And what holds this meal altogether and rockets it into the gourmet stratosphere?
Hollandaise sauce isn’t hard, but it does take a little care and attention. I usually whip this up before cooking a meal, and let it sit off heat until I need it. It might form a skin if left for a while, you can prevent this by covering it with a little baking paper, but I usually just give it a stir every now and then. If necessary, it can be very gently reheated before serving.
A double boiler or bowl over simmering water is usually recommended, but I just cook this up in a normal saucepan. The key is to melt the butter slowly, whisking continuously. If unsure, add only a tiny amount of butter at a time and stir it in before adding the next pat. To regulate the heat, I just lift it off the burner and continue to whisk.
Slow and steady turns out a perfect sauce every time but it still only takes about 5 minutes to make.
Ingredients – makes 300ml
3 egg yolks
1 Tbsp of lemon juice, more if needed
pinch cayenne pepper
225g (8oz) butter, cut into small cubes
salt and white pepper to taste
- Combine yolks, lemon juice and cayenne in a saucepan. Whisk together well.
- Set the pan over a very low heat and add the butter a little at a time, whisking so that as the butter melts it is blended well into the yolks.

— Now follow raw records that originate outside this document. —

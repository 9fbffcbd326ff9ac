#![forbid(unsafe_code)]

//! Raw ↔ wrapper identity registry.
//!
//! Entries are weak. A wrapper keeps its raw container alive, not the other
//! way round, so a raw object with no outstanding wrapper simply gets a fresh
//! one on its next observation. The reverse direction needs no table: every
//! wrapper owns its raw container.

use std::rc::Weak;

use ahash::AHashMap;

use crate::dep::TargetId;
use crate::raw::RawObject;
use crate::reactive::{Reactive, ReactiveNode};

#[derive(Default)]
pub(crate) struct IdentityRegistry {
    by_raw: AHashMap<TargetId, Weak<ReactiveNode>>,
}

impl IdentityRegistry {
    /// Live wrapper registered for `raw`, if any.
    pub(crate) fn wrapper_for(&self, raw: &RawObject) -> Option<Reactive> {
        self.by_raw.get(&raw.id()).and_then(Reactive::upgrade)
    }

    pub(crate) fn register(&mut self, raw: &RawObject, wrapper: &Reactive) {
        self.by_raw.insert(raw.id(), wrapper.downgrade());
    }

    /// Removes pairs whose wrapper is gone. Returns how many were removed.
    pub(crate) fn sweep(&mut self) -> usize {
        let before = self.by_raw.len();
        self.by_raw.retain(|_, wrapper| wrapper.strong_count() > 0);
        before - self.by_raw.len()
    }

    pub(crate) fn len(&self) -> usize {
        self.by_raw.len()
    }
}
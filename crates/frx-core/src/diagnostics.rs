#![forbid(unsafe_code)]

//! Diagnostics channel.
//!
//! The engine never fails on its primary paths. Situations a host should hear
//! about (observing a primitive, writing a read-only computed, a runaway
//! trigger cascade) are reported through a [`DiagnosticsSink`] as a formatted
//! message plus a [`Severity`] tag.
//!
//! The default sink, [`TracingSink`], forwards to `tracing`. Tests and
//! embedding hosts usually install a [`CollectingSink`] or a closure.

use std::cell::RefCell;
use std::rc::Rc;

/// Severity tag attached to every diagnostic.
#[derive(Debug, Clone, Copy, PartialEq, Eq, Hash)]
pub enum Severity {
    Warning,
    Error,
}

impl Severity {
    pub const fn as_str(self) -> &'static str {
        match self {
            Self::Warning => "warning",
            Self::Error => "error",
        }
    }
}

/// Receiver for engine diagnostics.
pub trait DiagnosticsSink {
    fn emit(&self, severity: Severity, message: &str);
}

impl<F> DiagnosticsSink for F
where
    F: Fn(Severity, &str),
{
    fn emit(&self, severity: Severity, message: &str) {
        self(severity, message);
    }
}

/// Forwards diagnostics to `tracing` under the `frx_core::diagnostics` target.
#[derive(Debug, Default, Clone, Copy)]
pub struct TracingSink;

impl DiagnosticsSink for TracingSink {
    fn emit(&self, severity: Severity, message: &str) {
        match severity {
            Severity::Warning => tracing::warn!(target: "frx_core::diagnostics", "{message}"),
            Severity::Error => tracing::error!(target: "frx_core::diagnostics", "{message}"),
        }
    }
}

/// One recorded diagnostic.
#[derive(Debug, Clone, PartialEq, Eq)]
pub struct Diagnostic {
    pub severity: Severity,
    pub message: String,
}

/// Records every diagnostic in memory.
///
/// Clones share the same buffer, so a test can keep one handle and install
/// another on the runtime.
#[derive(Debug, Default, Clone)]
pub struct CollectingSink {
    entries: Rc<RefCell<Vec<Diagnostic>>>,
}

impl CollectingSink {
    #[must_use]
    pub fn new() -> Self {
        Self::default()
    }

    #[must_use]
    pub fn entries(&self) -> Vec<Diagnostic> {
        self.entries.borrow().clone()
    }

    #[must_use]
    pub fn messages(&self) -> Vec<String> {
        self.entries
            .borrow()
            .iter()
            .map(|d| d.message.clone())
            .collect()
    }

    #[must_use]
    pub fn last(&self) -> Option<Diagnostic> {
        self.entries.borrow().last().cloned()
    }

    #[must_use]
    pub fn len(&self) -> usize {
        self.entries.borrow().len()
    }

    #[must_use]
    pub fn is_empty(&self) -> bool {
        self.entries.borrow().is_empty()
    }

    pub fn clear(&self) {
        self.entries.borrow_mut().clear();
    }
}

impl DiagnosticsSink for CollectingSink {
    fn emit(&self, severity: Severity, message: &str) {
        self.entries.borrow_mut().push(Diagnostic {
            severity,
            message: message.to_string(),
        });
    }
}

You want the butter to melt slowly, so regulate the heat by removing the saucepan if necessary. Remember slow and low prevents the hollandaise from separating.
- When the butter has melted continue to whisk over low heat until sauce thickens slightly. Taste the sauce and add the salt and pepper to taste and any extra lemon juice if needed.
If your sauce does happen to separate, as long as the yolks haven’t scrambled, it is salvageable. Remove from heat and add 1-2 teaspoons of water and whisk vigorously. If this doesn’t work, add 1 – 2 teaspoons of water to a bowl and whisk in sauce drop by drop at first and then in a continuous stream. I’ve had to do this once and the sauce was perfectly fine in the end, despite the kicking and swearing.